> [WHAT IS REQUIRED]: Working from the top of the records below, reproduce each line exactly, ending once you have written the line containing "list is known.".

> [INPUT DATA]:
▬▬▬
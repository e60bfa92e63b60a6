use common::config::scoped::{FusionMethod, RerankerMode};
use common::config::ScopedConfig;
use serde::Serialize;

use crate::ChunkMatch;

/// Structured telemetry attached to every retrieval response.
#[derive(Debug, Clone, Serialize)]
pub struct FusionDebug {
    pub vector_attempted: bool,
    pub vector_enabled: bool,
    pub vector_error: Option<String>,
    pub vector_results: usize,

    pub sparse_attempted: bool,
    pub sparse_enabled: bool,
    pub sparse_error: Option<String>,
    pub sparse_results: usize,

    pub graph_attempted: bool,
    pub graph_enabled: bool,
    pub graph_error: Option<String>,
    pub graph_entity_hits: usize,
    pub graph_hydrated_chunks: usize,

    pub fusion_method: FusionMethod,
    pub final_k_used: usize,
    pub final_results: usize,

    pub top1_score: Option<f32>,
    pub avg5_score: Option<f32>,
    pub confidence: Option<f32>,
    pub conf_top1_thresh: f32,
    pub conf_avg5_thresh: f32,

    pub hydration_error: Option<String>,
    pub rerank: Option<RerankDebugInfo>,
}

impl FusionDebug {
    pub fn new(method: FusionMethod, final_k: usize) -> Self {
        Self {
            vector_attempted: false,
            vector_enabled: false,
            vector_error: None,
            vector_results: 0,
            sparse_attempted: false,
            sparse_enabled: false,
            sparse_error: None,
            sparse_results: 0,
            graph_attempted: false,
            graph_enabled: false,
            graph_error: None,
            graph_entity_hits: 0,
            graph_hydrated_chunks: 0,
            fusion_method: method,
            final_k_used: final_k,
            final_results: 0,
            top1_score: None,
            avg5_score: None,
            confidence: None,
            conf_top1_thresh: 0.0,
            conf_avg5_thresh: 0.0,
            hydration_error: None,
            rerank: None,
        }
    }

    /// Fill the result-shape fields once the final list is known.
    pub fn finalize(&mut self, matches: &[ChunkMatch], config: &ScopedConfig) {
        self.final_results = matches.len();
        self.conf_top1_thresh = config.retrieval.conf_top1;
        self.conf_avg5_thresh = config.retrieval.conf_avg5;

        self.top1_score = matches.first().map(|m| m.score);
        if !matches.is_empty() {
            let top5: Vec<f32> = matches.iter().take(5).map(|m| m.score).collect();
            self.avg5_score = Some(top5.iter().sum::<f32>() / top5.len() as f32);
        }

        self.confidence = self.compute_confidence(config);
    }

    /// Normalize the top-1 fused score into [0, 1].
    ///
    /// Under RRF the best achievable score is `legs_used / (k + 1)` (rank 1
    /// in every contributing leg); weighted scores are already unit-scaled.
    fn compute_confidence(&self, config: &ScopedConfig) -> Option<f32> {
        let top1 = self.top1_score?;
        match self.fusion_method {
            FusionMethod::Rrf => {
                let legs_used = usize::from(self.vector_results > 0)
                    + usize::from(self.sparse_results > 0)
                    + usize::from(self.graph_hydrated_chunks > 0);
                if legs_used == 0 {
                    return None;
                }
                let denom = legs_used as f32 / (config.retrieval.rrf_k as f32 + 1.0);
                if denom <= 0.0 {
                    return None;
                }
                Some((top1 / denom).clamp(0.0, 1.0))
            }
            FusionMethod::Weighted => Some(top1.clamp(0.0, 1.0)),
        }
    }
}

/// Reranker status. Never an error channel: the reranker preserves fusion
/// order on failure and reports what happened here.
#[derive(Debug, Clone, Serialize)]
pub struct RerankDebugInfo {
    pub enabled: bool,
    pub mode: RerankerMode,
    pub ok: bool,
    pub applied: bool,
    pub candidates_reranked: usize,
    pub skipped_reason: Option<String>,
    pub error: Option<String>,
    pub error_message: Option<String>,
    pub debug_trace_id: Option<String>,
}

impl RerankDebugInfo {
    pub fn passthrough(mode: RerankerMode) -> Self {
        Self {
            enabled: mode != RerankerMode::None,
            mode,
            ok: true,
            applied: false,
            candidates_reranked: 0,
            skipped_reason: None,
            error: None,
            error_message: None,
            debug_trace_id: None,
        }
    }

    pub fn skipped(mode: RerankerMode, reason: impl Into<String>) -> Self {
        let mut info = Self::passthrough(mode);
        info.skipped_reason = Some(reason.into());
        info
    }
}
use std::time::Instant;

use axum::{extract::State, Json};
use retrieval_pipeline::{debug::FusionDebug, run_search, ChunkMatch};
use serde::Serialize;

use crate::{
    api_state::ApiState,
    error::ApiError,
    metrics::{SEARCH_LATENCY_SECONDS, SEARCH_REQUESTS_TOTAL},
    routes::{resolve_config, search_context, RetrievalParams},
};

#[derive(Debug, Serialize)]
pub struct SearchResponse {
    pub corpus_id: String,
    pub corpus_ids: Vec<String>,
    pub matches: Vec<ChunkMatch>,
    pub latency_ms: f64,
    pub debug: FusionDebug,
}

/// Tri-source retrieval. Leg failures degrade into the debug block; only
/// request-shape problems and unknown corpora produce non-200 responses.
pub async fn search(
    State(state): State<ApiState>,
    Json(params): Json<RetrievalParams>,
) -> Result<Json<SearchResponse>, ApiError> {
    let started = Instant::now();

    let spec = params.to_spec(&state).await?;
    let config = resolve_config(&state, &params.primary_corpus()).await?;

    let ctx = search_context(&state);
    let outcome = run_search(&ctx, &spec, &config).await;

    let latency = started.elapsed();
    metrics::counter!(SEARCH_REQUESTS_TOTAL).increment(1);
    metrics::histogram!(SEARCH_LATENCY_SECONDS).record(latency.as_secs_f64());

    Ok(Json(SearchResponse {
        corpus_id: params.primary_corpus(),
        corpus_ids: spec.corpus_ids,
        matches: outcome.matches,
        latency_ms: latency.as_secs_f64() * 1000.0,
        debug: outcome.debug,
    }))
}
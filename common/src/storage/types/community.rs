use crate::{error::AppError, storage::db::SurrealDbClient, stored_object};

// Entity community aggregation written by the graph builder; the core only
// lists them for graph statistics.
stored_object!(Community, "community", {
    corpus_id: String,
    level: u32,
    entity_ids: Vec<String>,
    summary: Option<String>
});

impl Community {
    pub async fn list_for_corpus(
        db: &SurrealDbClient,
        corpus_id: &str,
    ) -> Result<Vec<Community>, AppError> {
        let mut response = db
            .query("SELECT * FROM type::table($table) WHERE corpus_id = $corpus_id ORDER BY level")
            .bind(("table", Self::table_name().to_owned()))
            .bind(("corpus_id", corpus_id.to_owned()))
            .await
            .map_err(AppError::Database)?;

        response.take(0).map_err(AppError::Database)
    }
}
use axum::{
    extract::{Query, State},
    Json,
};
use common::config::ScopedConfig;
use serde::Deserialize;

use crate::{api_state::ApiState, error::ApiError};

#[derive(Debug, Deserialize)]
pub struct ConfigScope {
    pub corpus_id: Option<String>,
}

impl ConfigScope {
    fn as_deref(&self) -> Option<&str> {
        self.corpus_id.as_deref().filter(|s| !s.trim().is_empty())
    }
}

/// Effective config for the scope: per-corpus override when present, else
/// the global template. Unknown corpora are 404 and are never created here.
pub async fn get_config(
    State(state): State<ApiState>,
    Query(scope): Query<ConfigScope>,
) -> Result<Json<ScopedConfig>, ApiError> {
    let config = state.resolver.get(scope.as_deref()).await?;
    Ok(Json(config.as_ref().clone()))
}

/// Replace the scope's document wholesale.
pub async fn put_config(
    State(state): State<ApiState>,
    Query(scope): Query<ConfigScope>,
    Json(body): Json<ScopedConfig>,
) -> Result<Json<ScopedConfig>, ApiError> {
    let saved = state.resolver.save(scope.as_deref(), body).await?;
    Ok(Json(saved.as_ref().clone()))
}

/// Merge a partial document into the scope's current config.
pub async fn patch_config(
    State(state): State<ApiState>,
    Query(scope): Query<ConfigScope>,
    Json(body): Json<serde_json::Value>,
) -> Result<Json<ScopedConfig>, ApiError> {
    let saved = state.resolver.patch(scope.as_deref(), body).await?;
    Ok(Json(saved.as_ref().clone()))
}

/// Reset the scope to built-in defaults.
pub async fn reset_config(
    State(state): State<ApiState>,
    Query(scope): Query<ConfigScope>,
) -> Result<Json<ScopedConfig>, ApiError> {
    let saved = state.resolver.reset(scope.as_deref()).await?;
    Ok(Json(saved.as_ref().clone()))
}
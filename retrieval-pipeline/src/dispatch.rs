use std::future::Future;
use std::time::{Duration, Instant};

use common::{config::ScopedConfig, error::AppError, utils::redaction::safe_error_message};
use tokio::time::timeout;
use tracing::{debug, warn};

use crate::{
    debug::FusionDebug,
    legs,
    plan::QueryPlan,
    ChunkMatch, SearchContext, SearchSpec,
};

/// Outcome of one leg. Errors are data here; a failed leg contributes an
/// empty list and a redacted message, never a request failure.
#[derive(Debug, Default)]
pub struct LegRun {
    pub enabled: bool,
    pub attempted: bool,
    pub error: Option<String>,
    pub matches: Vec<ChunkMatch>,
    pub elapsed: Duration,
}

#[derive(Debug, Default)]
pub struct DispatchReport {
    pub vector: LegRun,
    pub sparse: LegRun,
    pub graph: LegRun,
    pub graph_entity_hits: usize,
}

impl DispatchReport {
    pub fn record(&self, dbg: &mut FusionDebug) {
        dbg.vector_enabled = self.vector.enabled;
        dbg.vector_attempted = self.vector.attempted;
        dbg.vector_error = self.vector.error.clone();
        dbg.vector_results = self.vector.matches.len();

        dbg.sparse_enabled = self.sparse.enabled;
        dbg.sparse_attempted = self.sparse.attempted;
        dbg.sparse_error = self.sparse.error.clone();
        dbg.sparse_results = self.sparse.matches.len();

        dbg.graph_enabled = self.graph.enabled;
        dbg.graph_attempted = self.graph.attempted;
        dbg.graph_error = self.graph.error.clone();
        dbg.graph_entity_hits = self.graph_entity_hits;
        dbg.graph_hydrated_chunks = self.graph.matches.len();
    }

    /// Leg lists in the fixed (vector, sparse, graph) order RRF depends on.
    pub fn into_ordered_lists(self) -> [Vec<ChunkMatch>; 3] {
        [self.vector.matches, self.sparse.matches, self.graph.matches]
    }
}

/// Fan the enabled legs out concurrently. Each leg runs under its own
/// deadline and observes the request's cancellation token; completion order
/// is irrelevant because results are reassembled in leg order.
pub async fn dispatch_legs(
    ctx: &SearchContext,
    spec: &SearchSpec,
    plan: &QueryPlan,
    config: &ScopedConfig,
) -> DispatchReport {
    let (vector, sparse, graph) = tokio::join!(
        guard_leg(ctx, plan.vector, "vector", async {
            legs::vector::run(ctx, &spec.corpus_ids, &spec.query, config).await
        }),
        guard_leg(ctx, plan.sparse, "sparse", async {
            legs::sparse::run(ctx, &spec.corpus_ids, &spec.query, config).await
        }),
        guard_leg_inner(ctx, plan.graph, "graph", async {
            legs::graph::run(ctx, &spec.corpus_ids, &spec.query, config)
                .await
                .map(|out| (out.matches, out.entity_hits))
        }),
    );

    observe_latency("tribrid_vector_leg_latency_seconds", &vector);
    observe_latency("tribrid_sparse_leg_latency_seconds", &sparse);

    let (graph_run, graph_entity_hits) = split_graph_run(graph);
    metrics::histogram!("tribrid_graph_leg_latency_seconds")
        .record(graph_run.elapsed.as_secs_f64());

    DispatchReport {
        vector,
        sparse,
        graph: graph_run,
        graph_entity_hits,
    }
}

fn observe_latency(name: &'static str, run: &LegRun) {
    if run.attempted {
        metrics::histogram!(name).record(run.elapsed.as_secs_f64());
    }
}

fn split_graph_run(run: LegRunWith<(Vec<ChunkMatch>, usize)>) -> (LegRun, usize) {
    let (matches, entity_hits) = run.value.unwrap_or_default();
    (
        LegRun {
            enabled: run.enabled,
            attempted: run.attempted,
            error: run.error,
            matches,
            elapsed: run.elapsed,
        },
        entity_hits,
    )
}

struct LegRunWith<T> {
    enabled: bool,
    attempted: bool,
    error: Option<String>,
    value: Option<T>,
    elapsed: Duration,
}

async fn guard_leg<F>(
    ctx: &SearchContext,
    enabled: bool,
    leg: &'static str,
    fut: F,
) -> LegRun
where
    F: Future<Output = Result<Vec<ChunkMatch>, AppError>>,
{
    let run = guard_leg_inner(ctx, enabled, leg, fut).await;
    LegRun {
        enabled: run.enabled,
        attempted: run.attempted,
        error: run.error,
        matches: run.value.unwrap_or_default(),
        elapsed: run.elapsed,
    }
}

async fn guard_leg_inner<F, T>(
    ctx: &SearchContext,
    enabled: bool,
    leg: &'static str,
    fut: F,
) -> LegRunWith<T>
where
    F: Future<Output = Result<T, AppError>>,
{
    if !enabled {
        return LegRunWith {
            enabled: false,
            attempted: false,
            error: None,
            value: None,
            elapsed: Duration::ZERO,
        };
    }

    let started = Instant::now();
    // Cancellation always wins over a leg that is ready on the same poll.
    let outcome = tokio::select! {
        biased;
        () = ctx.cancel.cancelled() => Err("cancelled".to_string()),
        result = timeout(ctx.leg_deadline, fut) => match result {
            Err(_) => Err("timeout".to_string()),
            Ok(Ok(value)) => Ok(value),
            Ok(Err(err)) => Err(safe_error_message(&err.to_string())),
        },
    };
    let elapsed = started.elapsed();

    match outcome {
        Ok(value) => {
            debug!(leg, elapsed_ms = elapsed.as_millis() as u64, "Leg finished");
            LegRunWith {
                enabled: true,
                attempted: true,
                error: None,
                value: Some(value),
                elapsed,
            }
        }
        Err(message) => {
            warn!(leg, error = %message, "Leg failed; continuing with remaining legs");
            LegRunWith {
                enabled: true,
                attempted: true,
                error: Some(message),
                value: None,
                elapsed,
            }
        }
    }
}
▬▬▬
> [RESPONSE TO THE TASK]:
repository e60bfa92e63b60a6
use common::config::scoped::{FusionMethod, RerankerMode};
use common::config::ScopedConfig;
use serde::Serialize;

use crate::ChunkMatch;

/// Structured telemetry attached to every retrieval response.
#[derive(Debug, Clone, Serialize)]
pub struct FusionDebug {
    pub vector_attempted: bool,
    pub vector_enabled: bool,
    pub vector_error: Option<String>,
    pub vector_results: usize,

    pub sparse_attempted: bool,
    pub sparse_enabled: bool,
    pub sparse_error: Option<String>,
    pub sparse_results: usize,

    pub graph_attempted: bool,
    pub graph_enabled: bool,
    pub graph_error: Option<String>,
    pub graph_entity_hits: usize,
    pub graph_hydrated_chunks: usize,

    pub fusion_method: FusionMethod,
    pub final_k_used: usize,
    pub final_results: usize,

    pub top1_score: Option<f32>,
    pub avg5_score: Option<f32>,
    pub confidence: Option<f32>,
    pub conf_top1_thresh: f32,
    pub conf_avg5_thresh: f32,

    pub hydration_error: Option<String>,
    pub rerank: Option<RerankDebugInfo>,
}

impl FusionDebug {
    pub fn new(method: FusionMethod, final_k: usize) -> Self {
        Self {
            vector_attempted: false,
            vector_enabled: false,
            vector_error: None,
            vector_results: 0,
            sparse_attempted: false,
            sparse_enabled: false,
            sparse_error: None,
            sparse_results: 0,
            graph_attempted: false,
            graph_enabled: false,
            graph_error: None,
            graph_entity_hits: 0,
            graph_hydrated_chunks: 0,
            fusion_method: method,
            final_k_used: final_k,
            final_results: 0,
            top1_score: None,
            avg5_score: None,
            confidence: None,
            conf_top1_thresh: 0.0,
            conf_avg5_thresh: 0.0,
            hydration_error: None,
            rerank: None,
        }
    }

    /// Fill the result-shape fields once the final list is known.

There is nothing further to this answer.